Le monde est incontestablement celui du conte. Ce film n'est pas réaliste et ne se veut pas comme tel. Les personnages se parlent à distance. Ils ont de la chance lorsqu'ils sont réunis mais cette chance semble disparaître dès qu'ils sont séparés. En gros, ils sont "faits l'un pour l'autre", cette théorie qui est une des bases du film romantique niais ou du conte dont on assomme les enfants.
Mais ici, c'est un conte un peu noir. C'est un conte pour adultes. Entre la quasi-nymphomanie de la fille et les couteaux plantés dans la chair, il n'y a aucun doute, le conte n'est pas enfantin. Il n'en reste pas moins un conte.

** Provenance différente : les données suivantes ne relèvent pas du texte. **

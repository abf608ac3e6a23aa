use std::sync::Arc;

use adapter::database::ConnectionPool;
use adapter::redis::RedisClient;
use adapter::repository::auth::AuthRepositoryImpl;
use adapter::repository::event::EventRepositoryImpl;
use adapter::repository::health::HealthCheckRepositoryImpl;
use adapter::repository::registration::RegistrationRepositoryImpl;
use adapter::repository::user::UserRepositoryImpl;
use kernel::repository::auth::AuthRepository;
use kernel::repository::event::EventRepository;
use kernel::repository::health::HealthCheckRepository;
use kernel::repository::registration::RegistrationRepository;
use kernel::repository::user::UserRepository;
use shared::config::AppConfig;

#[derive(Clone)]
pub struct AppRegistry {
    health_check_repository: Arc<dyn HealthCheckRepository>,
    user_repository: Arc<dyn UserRepository>,
    event_repository: Arc<dyn EventRepository>,
    registration_repository: Arc<dyn RegistrationRepository>,
    auth_repository: Arc<dyn AuthRepository>,
}

impl AppRegistry {
    pub fn new(pool: ConnectionPool, redis_client: Arc<RedisClient>, app_config: AppConfig) -> Self {
        let health_check_repository = Arc::new(HealthCheckRepositoryImpl::new(pool.clone()));
        let user_repository = Arc::new(UserRepositoryImpl::new(pool.clone()));
        let event_repository = Arc::new(EventRepositoryImpl::new(pool.clone()));
        let registration_repository = Arc::new(RegistrationRepositoryImpl::new(pool.clone()));
        let auth_repository = Arc::new(AuthRepositoryImpl::new(
            pool.clone(),
            redis_client.clone(),
            app_config.auth.ttl,
        ));
        Self {
            health_check_repository,
            user_repository,
            event_repository,
            registration_repository,
            auth_repository,
        }
    }

    pub fn health_check_repository(&self) -> Arc<dyn HealthCheckRepository> {
        self.health_check_repository.clone()
    }

    pub fn user_repository(&self) -> Arc<dyn UserRepository> {
        self.user_repository.clone()
    }

    pub fn event_repository(&self) -> Arc<dyn EventRepository> {
        self.event_repository.clone()
    }

    pub fn registration_repository(&self) -> Arc<dyn RegistrationRepository> {
        self.registration_repository.clone()
    }

    pub fn auth_repository(&self) -> Arc<dyn AuthRepository> {
        self.auth_repository.clone()
    }
}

Le rythme est très rapide. D'autant plus que le film est court. Les scènes sont brèves, et les voyages permanents des personnages, donc les constants changements de décors, empêchent la routine d'un acte qui aurait pu être répétitif. De même, les différentes façons de lancer les couteaux (à l'aveugle, ou sur la "roue de la mort") préviennent l'ennui.
Les dialogues sont vifs, les répliques fusent, là aussi à un rythme très rapide. Et avec beaucoup d'humour.
Un humour du désespoir. Un humour noir. Leconte impose une atmosphère très particulière, dans un film très drôle, certes, mais où l'humour dissimule mal (voire pas du tout) les fêlures des personnages. Le magnifique noir et blanc n'est pas seulement un caprice esthétique, il s'impose dans un film où les personnages sont tour à tour sombres et lumineux.
En bref, avec une grande économie de moyens mais avec une grande maitrise de ce qu'il fait, Leconte nous plonge (sans jeu de mots) dans un très beau film, un conte sombre et drôle, comique et touchant. Un film sensible et sensuel. Une très belle réussite.